> **Entries shown**:

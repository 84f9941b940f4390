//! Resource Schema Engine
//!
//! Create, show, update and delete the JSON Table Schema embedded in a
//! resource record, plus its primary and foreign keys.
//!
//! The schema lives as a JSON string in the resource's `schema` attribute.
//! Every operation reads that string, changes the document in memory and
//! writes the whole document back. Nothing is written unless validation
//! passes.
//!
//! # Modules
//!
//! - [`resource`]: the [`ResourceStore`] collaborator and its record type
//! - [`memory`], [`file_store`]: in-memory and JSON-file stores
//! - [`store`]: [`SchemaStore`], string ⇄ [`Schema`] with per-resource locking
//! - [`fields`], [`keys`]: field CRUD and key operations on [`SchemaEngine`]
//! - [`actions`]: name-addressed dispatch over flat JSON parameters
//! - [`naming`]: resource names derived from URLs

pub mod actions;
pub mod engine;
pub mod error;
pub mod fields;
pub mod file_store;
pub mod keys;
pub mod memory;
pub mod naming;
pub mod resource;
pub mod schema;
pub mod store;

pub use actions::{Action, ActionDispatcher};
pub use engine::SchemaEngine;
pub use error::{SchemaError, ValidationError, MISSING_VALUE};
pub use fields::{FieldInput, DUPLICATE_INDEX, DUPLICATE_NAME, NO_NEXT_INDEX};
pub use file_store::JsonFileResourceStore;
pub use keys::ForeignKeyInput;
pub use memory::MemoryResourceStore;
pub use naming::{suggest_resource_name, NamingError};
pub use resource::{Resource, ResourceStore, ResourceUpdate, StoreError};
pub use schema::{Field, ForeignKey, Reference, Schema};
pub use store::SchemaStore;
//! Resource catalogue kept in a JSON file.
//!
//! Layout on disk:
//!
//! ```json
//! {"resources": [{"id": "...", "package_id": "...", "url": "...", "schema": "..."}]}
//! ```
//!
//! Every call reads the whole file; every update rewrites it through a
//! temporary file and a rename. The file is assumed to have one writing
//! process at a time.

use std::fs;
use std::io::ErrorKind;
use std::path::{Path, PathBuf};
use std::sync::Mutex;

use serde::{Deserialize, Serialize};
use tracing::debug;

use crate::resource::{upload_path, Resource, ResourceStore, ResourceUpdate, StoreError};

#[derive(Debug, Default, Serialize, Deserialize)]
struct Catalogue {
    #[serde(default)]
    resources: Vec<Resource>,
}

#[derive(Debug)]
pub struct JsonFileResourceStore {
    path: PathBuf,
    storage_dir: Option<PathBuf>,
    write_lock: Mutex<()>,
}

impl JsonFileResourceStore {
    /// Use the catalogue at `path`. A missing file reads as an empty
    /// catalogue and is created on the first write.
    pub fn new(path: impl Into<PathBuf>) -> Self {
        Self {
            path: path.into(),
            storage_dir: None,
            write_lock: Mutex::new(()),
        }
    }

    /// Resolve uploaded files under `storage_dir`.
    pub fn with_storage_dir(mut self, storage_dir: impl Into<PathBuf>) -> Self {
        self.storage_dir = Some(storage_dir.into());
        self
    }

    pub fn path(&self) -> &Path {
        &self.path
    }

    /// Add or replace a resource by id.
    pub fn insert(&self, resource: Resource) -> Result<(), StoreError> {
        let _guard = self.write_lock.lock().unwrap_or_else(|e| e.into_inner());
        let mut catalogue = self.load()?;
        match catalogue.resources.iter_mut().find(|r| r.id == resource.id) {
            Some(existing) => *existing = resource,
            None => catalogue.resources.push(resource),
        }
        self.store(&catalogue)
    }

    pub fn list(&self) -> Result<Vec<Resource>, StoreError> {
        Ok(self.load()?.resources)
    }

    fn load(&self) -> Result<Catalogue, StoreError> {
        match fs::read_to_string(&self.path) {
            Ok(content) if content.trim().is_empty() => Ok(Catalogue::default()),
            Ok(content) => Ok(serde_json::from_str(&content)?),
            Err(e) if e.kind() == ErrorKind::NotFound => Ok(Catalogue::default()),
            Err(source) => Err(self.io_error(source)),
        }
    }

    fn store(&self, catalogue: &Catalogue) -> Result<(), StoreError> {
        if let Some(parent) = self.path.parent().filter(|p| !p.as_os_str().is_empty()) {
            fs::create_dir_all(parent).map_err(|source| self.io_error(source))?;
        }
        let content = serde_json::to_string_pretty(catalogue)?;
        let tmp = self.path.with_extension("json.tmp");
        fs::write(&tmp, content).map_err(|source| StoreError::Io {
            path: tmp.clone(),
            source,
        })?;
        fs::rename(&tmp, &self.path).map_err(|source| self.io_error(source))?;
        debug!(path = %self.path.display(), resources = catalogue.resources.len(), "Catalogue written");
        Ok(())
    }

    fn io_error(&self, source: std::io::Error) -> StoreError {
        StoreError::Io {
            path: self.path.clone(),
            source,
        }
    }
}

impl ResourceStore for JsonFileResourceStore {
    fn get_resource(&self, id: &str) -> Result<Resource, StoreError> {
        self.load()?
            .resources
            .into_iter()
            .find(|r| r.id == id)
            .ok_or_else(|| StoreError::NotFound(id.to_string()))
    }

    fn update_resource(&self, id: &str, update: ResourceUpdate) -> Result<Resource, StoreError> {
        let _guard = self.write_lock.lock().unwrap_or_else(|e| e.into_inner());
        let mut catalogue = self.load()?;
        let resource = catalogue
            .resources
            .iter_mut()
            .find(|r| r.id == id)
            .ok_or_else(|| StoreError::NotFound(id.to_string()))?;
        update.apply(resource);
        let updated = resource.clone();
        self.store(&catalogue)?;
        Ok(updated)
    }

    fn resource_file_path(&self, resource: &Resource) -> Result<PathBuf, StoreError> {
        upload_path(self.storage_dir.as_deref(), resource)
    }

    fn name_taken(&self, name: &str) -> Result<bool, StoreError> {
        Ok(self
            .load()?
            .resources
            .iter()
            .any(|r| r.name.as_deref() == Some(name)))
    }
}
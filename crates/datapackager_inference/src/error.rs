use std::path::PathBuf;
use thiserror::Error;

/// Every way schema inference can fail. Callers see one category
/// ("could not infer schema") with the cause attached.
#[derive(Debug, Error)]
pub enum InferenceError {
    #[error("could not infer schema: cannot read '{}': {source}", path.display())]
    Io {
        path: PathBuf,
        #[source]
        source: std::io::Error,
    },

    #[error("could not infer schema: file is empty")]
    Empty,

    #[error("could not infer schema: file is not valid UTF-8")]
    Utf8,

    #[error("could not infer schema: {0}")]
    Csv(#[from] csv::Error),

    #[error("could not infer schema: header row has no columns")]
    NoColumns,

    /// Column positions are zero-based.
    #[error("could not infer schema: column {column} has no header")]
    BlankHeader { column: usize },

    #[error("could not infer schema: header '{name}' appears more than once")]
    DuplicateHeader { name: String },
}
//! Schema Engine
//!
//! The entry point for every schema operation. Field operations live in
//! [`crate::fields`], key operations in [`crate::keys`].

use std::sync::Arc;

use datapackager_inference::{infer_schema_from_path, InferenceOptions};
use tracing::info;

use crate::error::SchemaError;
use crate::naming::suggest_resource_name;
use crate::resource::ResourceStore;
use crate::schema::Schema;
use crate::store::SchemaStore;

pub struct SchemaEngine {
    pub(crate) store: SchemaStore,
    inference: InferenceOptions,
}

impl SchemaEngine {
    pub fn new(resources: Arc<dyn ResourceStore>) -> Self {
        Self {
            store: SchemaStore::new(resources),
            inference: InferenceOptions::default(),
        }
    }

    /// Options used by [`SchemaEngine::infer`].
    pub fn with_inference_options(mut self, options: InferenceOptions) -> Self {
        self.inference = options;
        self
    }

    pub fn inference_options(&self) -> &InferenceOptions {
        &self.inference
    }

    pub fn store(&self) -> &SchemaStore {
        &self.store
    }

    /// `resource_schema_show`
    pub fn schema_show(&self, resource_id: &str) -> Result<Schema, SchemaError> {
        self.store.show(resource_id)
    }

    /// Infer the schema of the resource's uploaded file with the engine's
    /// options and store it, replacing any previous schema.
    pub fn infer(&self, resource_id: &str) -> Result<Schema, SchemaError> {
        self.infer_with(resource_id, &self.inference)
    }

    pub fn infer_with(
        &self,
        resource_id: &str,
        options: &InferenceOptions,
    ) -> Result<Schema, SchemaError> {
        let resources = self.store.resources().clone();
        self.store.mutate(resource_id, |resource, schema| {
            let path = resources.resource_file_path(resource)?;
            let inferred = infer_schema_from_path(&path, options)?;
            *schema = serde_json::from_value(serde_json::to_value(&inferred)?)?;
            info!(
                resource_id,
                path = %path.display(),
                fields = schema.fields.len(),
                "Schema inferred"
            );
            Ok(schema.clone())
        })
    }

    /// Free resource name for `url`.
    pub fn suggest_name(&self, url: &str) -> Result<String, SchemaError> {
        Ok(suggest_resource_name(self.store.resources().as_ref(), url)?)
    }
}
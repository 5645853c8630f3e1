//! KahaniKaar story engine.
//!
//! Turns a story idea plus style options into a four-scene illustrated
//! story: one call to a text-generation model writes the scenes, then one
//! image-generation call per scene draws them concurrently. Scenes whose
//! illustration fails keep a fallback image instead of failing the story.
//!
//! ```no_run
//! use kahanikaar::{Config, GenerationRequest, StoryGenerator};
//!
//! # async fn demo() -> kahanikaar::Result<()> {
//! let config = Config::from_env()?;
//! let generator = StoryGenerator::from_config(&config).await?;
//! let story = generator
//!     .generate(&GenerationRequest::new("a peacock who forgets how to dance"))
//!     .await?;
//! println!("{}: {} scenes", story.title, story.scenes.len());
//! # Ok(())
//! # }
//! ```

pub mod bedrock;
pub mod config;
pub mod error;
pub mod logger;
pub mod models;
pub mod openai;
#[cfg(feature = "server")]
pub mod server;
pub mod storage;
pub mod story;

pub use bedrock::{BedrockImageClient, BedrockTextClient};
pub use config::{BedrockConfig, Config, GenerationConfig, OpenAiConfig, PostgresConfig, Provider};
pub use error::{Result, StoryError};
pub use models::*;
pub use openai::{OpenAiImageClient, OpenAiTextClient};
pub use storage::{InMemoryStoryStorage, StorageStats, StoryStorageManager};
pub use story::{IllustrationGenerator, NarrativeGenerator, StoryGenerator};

> **Problem to work on**: Every line from the start of the material above through the line that contains "its record type" must be written out exactly, with both ends included.

> **Task response**:
repository 84f9941b940f4390
//! Resource Schema Engine
//!
//! Create, show, update and delete the JSON Table Schema embedded in a
//! resource record, plus its primary and foreign keys.
//!
//! The schema lives as a JSON string in the resource's `schema` attribute.
//! Every operation reads that string, changes the document in memory and
//! writes the whole document back. Nothing is written unless validation
//! passes.
//!
//! # Modules
//!
//! - [`resource`]: the [`ResourceStore`] collaborator and its record type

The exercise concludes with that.